SAPは、2028年~2030年末までの3年間の延長保守サポートを、保守基準料金に2%の追加料金を支払うことで提供するプランを用意しています。このように、追加料金を支払うことで保守サポートが延長される場合があります。ただし、SAPが同期間を延長フェーズと認識しているように、これはリプレースという措置を完了させるまでの暫定的な対応と考えるべきでしょう。

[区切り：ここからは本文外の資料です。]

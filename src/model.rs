use chrono::Utc;
use serde::{Deserialize, Deserializer, Serialize};
use std::sync::atomic::{AtomicI64, Ordering};

#[derive(Debug, Clone, Default, PartialEq, Eq, Serialize, Deserialize)]
#[serde(default, rename_all = "camelCase")]
pub struct Channel {
    #[serde(deserialize_with = "null_as_default")]
    pub id: String,
    #[serde(deserialize_with = "null_as_default")]
    pub name: String,
    #[serde(deserialize_with = "null_as_default")]
    pub url: String,
    #[serde(deserialize_with = "null_as_default")]
    pub group: String,
    #[serde(deserialize_with = "null_as_default")]
    pub logo: String,
    #[serde(deserialize_with = "null_as_default")]
    pub added_at: i64,
}

#[derive(Debug, Clone, Default, PartialEq, Eq, Serialize, Deserialize)]
#[serde(default, rename_all = "camelCase")]
pub struct Playlist {
    #[serde(deserialize_with = "null_as_default")]
    pub id: String,
    #[serde(deserialize_with = "null_as_default")]
    pub name: String,
    #[serde(deserialize_with = "null_as_default")]
    pub channels: Vec<Channel>,
    #[serde(deserialize_with = "null_as_default")]
    pub created_at: i64,
}

/// Root document persisted to the data file.
///
/// `playlists` keeps insertion order, `history` is most-recent-first.
#[derive(Debug, Clone, Default, PartialEq, Eq, Serialize, Deserialize)]
#[serde(default)]
pub struct Store {
    #[serde(deserialize_with = "null_as_default")]
    pub playlists: Vec<Playlist>,
    #[serde(deserialize_with = "null_as_default")]
    pub history: Vec<Channel>,
}

// A JSON `null` reads as the field's zero value, same as an absent field.
fn null_as_default<'de, D, T>(deserializer: D) -> Result<T, D::Error>
where
    D: Deserializer<'de>,
    T: Default + Deserialize<'de>,
{
    Ok(Option::<T>::deserialize(deserializer)?.unwrap_or_default())
}

static LAST_ID: AtomicI64 = AtomicI64::new(0);

/// Returns a decimal id derived from the current time in nanoseconds.
///
/// Ids are strictly increasing within the process, so two calls landing on
/// the same clock tick still get distinct values.
pub fn generate_id() -> String {
    let now = Utc::now().timestamp_nanos_opt().unwrap_or_default();
    let mut last = LAST_ID.load(Ordering::Relaxed);
    loop {
        let next = now.max(last + 1);
        match LAST_ID.compare_exchange_weak(last, next, Ordering::Relaxed, Ordering::Relaxed) {
            Ok(_) => return next.to_string(),
            Err(actual) => last = actual,
        }
    }
}

pub fn unix_now() -> i64 {
    Utc::now().timestamp()
}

「SAP ERP」→「SAP S/4HANA」のような形で、同じベンダーの保守サポート付き製品に移行(マイグレーション)するという方法です。既存のシステム設定や要件をなるべくそのままに移行する「Brown Field(コンバージョン方式)」、新システムに合わせてデータ構造や業務プロセスを見直す「Green Field(リビルド方式)」、システムを先にマイグレーションしてからデータを段階的に移す「BLUEFIELD」などの移行方法のパターンが存在します。
「SAP ERP」→「Oracle Fusion Cloud ERP」、「SAP ERP」→「Microsoft Dynamics 365」など、他社製品に基幹システムをマイグレーションする方法です。データ移行や業務プロセスの見直し、操作の学習が必要になることはもちろん、製品の選定にも手間が伴いますが、実現したい強い目的がある場合、保守期限切れを理由に思い切った改革に踏み切るのも一つの手です。
前述の通り、製品の保守期限切れに対して取りうる対策は、保守期限の延長かマイグレーションです。いずれも金銭的、あるいは人的コストが必要となりますが、前述の通り期限切れのシステム利用を使い続けることには大きなリスクがあり、また期限が迫ってから拙速に対処することは避けうる損失の発生につながる可能性があるため、1年以上前からの計画が必要となるでしょう。
「SAP ERP」の保守サポート切れ問題は2027年問題としてよく知られていますが、これはERP6以上を利用している場合に限って延長された期限であり、それ以前のバージョンは2025年に保守サポートの終了を迎えます。
このように、保守期限にも細かな条件が設定されている?場合があるため、余裕を持って調査と計画を進めておくこと、そのための情報収集をすることが情シスには求められます。
ITシステムの保守サポート期限切れで生じうる問題について、SAPの「2027年問題」を皮切りに解説してまいりました。今後もWindows 10(2025年10月14日)、Oracle Database 19c(2027年4月30日)など、サポート期限を控えるシステムはさまざまに存在します。本記事を参考に、早期の移行計画策定に取り組みましょう。